(Dataset entries)
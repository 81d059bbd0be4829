use clap::Parser;
use modis::config::Config;
use modis::{server, Error};

#[tokio::main]
async fn main() -> Result<(), Error> {
    let config = Config::parse();

    server::run(config).await
}
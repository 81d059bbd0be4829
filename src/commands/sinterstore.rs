use async_trait::async_trait;
use bytes::Bytes;

use crate::commands::executable::{Context, Executable};
use crate::commands::sunionstore::store;
use crate::commands::CommandParser;
use crate::frame::Frame;
use crate::utils::sets;
use crate::Error;

/// This command is equal to SINTER, but instead of returning the resulting set, it is stored in
/// destination. If destination already exists, it is overwritten.
///
/// Ref: <https://redis.io/docs/latest/commands/sinterstore/>
#[derive(Debug, PartialEq)]
pub struct SinterStore {
    pub destination: Bytes,
    pub keys: Vec<Bytes>,
}

#[async_trait]
impl Executable for SinterStore {
    async fn exec(self, ctx: &mut Context<'_>) -> Result<Frame, Error> {
        let members = sets::intersection(ctx.db().sets.members_of(&self.keys).await?);

        store(ctx, &self.destination, members).await
    }
}

impl TryFrom<&mut CommandParser> for SinterStore {
    type Error = Error;

    fn try_from(parser: &mut CommandParser) -> Result<Self, Self::Error> {
        let destination = parser.next_bytes()?;
        let keys = parser.remaining();

        Ok(Self { destination, keys })
    }
}
use async_trait::async_trait;
use bytes::Bytes;

use crate::commands::executable::{Context, Executable};
use crate::commands::CommandParser;
use crate::frame::Frame;
use crate::Error;

/// Move member from the set at source to the set at destination.
///
/// Ref: <https://redis.io/docs/latest/commands/smove/>
#[derive(Debug, PartialEq)]
pub struct Smove {
    pub source: Bytes,
    pub destination: Bytes,
    pub member: Bytes,
}

#[async_trait]
impl Executable for Smove {
    async fn exec(self, ctx: &mut Context<'_>) -> Result<Frame, Error> {
        let moved = ctx
            .db()
            .sets
            .move_member(&self.source, &self.destination, &self.member)
            .await?;

        Ok(Frame::Integer(moved as i64))
    }
}

impl TryFrom<&mut CommandParser> for Smove {
    type Error = Error;

    fn try_from(parser: &mut CommandParser) -> Result<Self, Self::Error> {
        let source = parser.next_bytes()?;
        let destination = parser.next_bytes()?;
        let member = parser.next_bytes()?;

        Ok(Self {
            source,
            destination,
            member,
        })
    }
}

#[cfg(test)]
mod tests {
    use super::*;
    use crate::commands::Command;
    use crate::dispatcher::Dispatcher;
    use crate::session::Session;

    #[tokio::test]
    async fn moves_member() {
        let dispatcher = Dispatcher::default();
        let mut session = Session::default();

        let frame = Frame::Array(vec![
            Frame::Bulk(Bytes::from("SMOVE")),
            Frame::Bulk(Bytes::from("myset")),
            Frame::Bulk(Bytes::from("myotherset")),
            Frame::Bulk(Bytes::from("two")),
        ]);
        let cmd = Command::try_from(frame).unwrap();

        assert_eq!(
            cmd,
            Command::Smove(Smove {
                source: Bytes::from("myset"),
                destination: Bytes::from("myotherset"),
                member: Bytes::from("two"),
            })
        );

        let sets = &dispatcher.keyspace().database(0).sets;
        sets.add(
            &Bytes::from("myset"),
            vec![Bytes::from("one"), Bytes::from("two")],
        )
        .await
        .unwrap();
        sets.add(&Bytes::from("myotherset"), vec![Bytes::from("three")])
            .await
            .unwrap();

        let res = dispatcher.execute(cmd, &mut session).await.unwrap();

        assert_eq!(res, Frame::Integer(1));
        assert_eq!(
            sets.members(&Bytes::from("myset")).await.unwrap(),
            vec![Bytes::from("one")]
        );
        assert_eq!(
            sets.members(&Bytes::from("myotherset")).await.unwrap(),
            vec![Bytes::from("three"), Bytes::from("two")]
        );

        let cmd = Command::Smove(Smove {
            source: Bytes::from("myset"),
            destination: Bytes::from("myotherset"),
            member: Bytes::from("two"),
        });
        let res = dispatcher.execute(cmd, &mut session).await.unwrap();
        assert_eq!(res, Frame::Integer(0));
    }
}
use async_trait::async_trait;
use bytes::Bytes;

use crate::commands::executable::{Context, Executable};
use crate::commands::{CommandParser, CommandParserError};
use crate::frame::Frame;
use crate::Error;

/// Removes and returns one or more random members from the set value store at key.
///
/// Without a count the reply is a single member, or nil when the set is empty. With a count it
/// is an array of up to count distinct members.
///
/// Ref: <https://redis.io/docs/latest/commands/spop/>
#[derive(Debug, PartialEq)]
pub struct Spop {
    pub key: Bytes,
    pub count: Option<usize>,
}

#[async_trait]
impl Executable for Spop {
    async fn exec(self, ctx: &mut Context<'_>) -> Result<Frame, Error> {
        let sets = &ctx.db().sets;

        match self.count {
            Some(count) => {
                let members = sets.pop(&self.key, count).await?;
                Ok(Frame::Array(members.into_iter().map(Frame::Bulk).collect()))
            }
            None => {
                let member = sets.pop(&self.key, 1).await?.into_iter().next();
                Ok(member.map_or(Frame::Null, Frame::Bulk))
            }
        }
    }
}

impl TryFrom<&mut CommandParser> for Spop {
    type Error = Error;

    fn try_from(parser: &mut CommandParser) -> Result<Self, Self::Error> {
        let key = parser.next_bytes()?;

        let count = if parser.has_next() {
            let count = usize::try_from(parser.next_integer()?).map_err(|_| {
                CommandParserError::invalid("value is out of range, must be positive")
            })?;
            Some(count)
        } else {
            None
        };

        parser.finish()?;

        Ok(Self { key, count })
    }
}

#[cfg(test)]
mod tests {
    use super::*;
    use crate::commands::Command;
    use crate::dispatcher::Dispatcher;
    use crate::session::Session;

    #[tokio::test]
    async fn pops_single_member() {
        let dispatcher = Dispatcher::default();
        let mut session = Session::default();

        let frame = Frame::Array(vec![
            Frame::Bulk(Bytes::from("SPOP")),
            Frame::Bulk(Bytes::from("myset")),
        ]);
        let cmd = Command::try_from(frame).unwrap();

        assert_eq!(
            cmd,
            Command::Spop(Spop {
                key: Bytes::from("myset"),
                count: None,
            })
        );

        let sets = &dispatcher.keyspace().database(0).sets;
        sets.add(&Bytes::from("myset"), vec![Bytes::from("one")])
            .await
            .unwrap();

        let res = dispatcher.execute(cmd, &mut session).await.unwrap();
        assert_eq!(res, Frame::Bulk(Bytes::from("one")));
        assert_eq!(sets.card(&Bytes::from("myset")).await.unwrap(), 0);

        let cmd = Command::Spop(Spop {
            key: Bytes::from("myset"),
            count: None,
        });
        let res = dispatcher.execute(cmd, &mut session).await.unwrap();
        assert_eq!(res, Frame::Null);
    }

    #[tokio::test]
    async fn pops_distinct_members() {
        let dispatcher = Dispatcher::default();
        let mut session = Session::default();

        let sets = &dispatcher.keyspace().database(0).sets;
        sets.add(
            &Bytes::from("myset"),
            ["a", "b", "c", "d", "e"].into_iter().map(Bytes::from).collect(),
        )
        .await
        .unwrap();

        let cmd = Command::Spop(Spop {
            key: Bytes::from("myset"),
            count: Some(3),
        });
        let res = dispatcher.execute(cmd, &mut session).await.unwrap();

        let Frame::Array(popped) = res else {
            panic!("expected an array reply, got {:?}", res);
        };
        assert_eq!(popped.len(), 3);
        assert_eq!(sets.card(&Bytes::from("myset")).await.unwrap(), 2);
        for frame in popped {
            let Frame::Bulk(member) = frame else {
                panic!("expected a bulk member");
            };
            assert!(!sets.is_member(&Bytes::from("myset"), &member).await.unwrap());
        }
    }

    #[test]
    fn negative_count() {
        let frame = Frame::Array(vec![
            Frame::Bulk(Bytes::from("SPOP")),
            Frame::Bulk(Bytes::from("myset")),
            Frame::Bulk(Bytes::from("-1")),
        ]);

        let err = Command::try_from(frame).unwrap_err();

        assert_eq!(
            err.to_string(),
            "ERR value is out of range, must be positive"
        );
    }
}
use async_trait::async_trait;
use bytes::Bytes;

use crate::commands::executable::{Context, Executable};
use crate::commands::CommandParser;
use crate::frame::Frame;
use crate::Error;

/// Remove the existing timeout on key, turning the key from volatile to persistent.
///
/// Ref: <https://redis.io/docs/latest/commands/persist/>
#[derive(Debug, PartialEq)]
pub struct Persist {
    pub key: Bytes,
}

#[async_trait]
impl Executable for Persist {
    async fn exec(self, ctx: &mut Context<'_>) -> Result<Frame, Error> {
        let cleared = ctx.db().persist(&self.key).await?;

        Ok(Frame::Integer(cleared as i64))
    }
}

impl TryFrom<&mut CommandParser> for Persist {
    type Error = Error;

    fn try_from(parser: &mut CommandParser) -> Result<Self, Self::Error> {
        let key = parser.next_bytes()?;

        Ok(Self { key })
    }
}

Problem requirements: Within the entries, find all lines that contain "Null" and copy each one.

Response to this exercise:
                Ok(member.map_or(Frame::Null, Frame::Bulk))
        assert_eq!(res, Frame::Null);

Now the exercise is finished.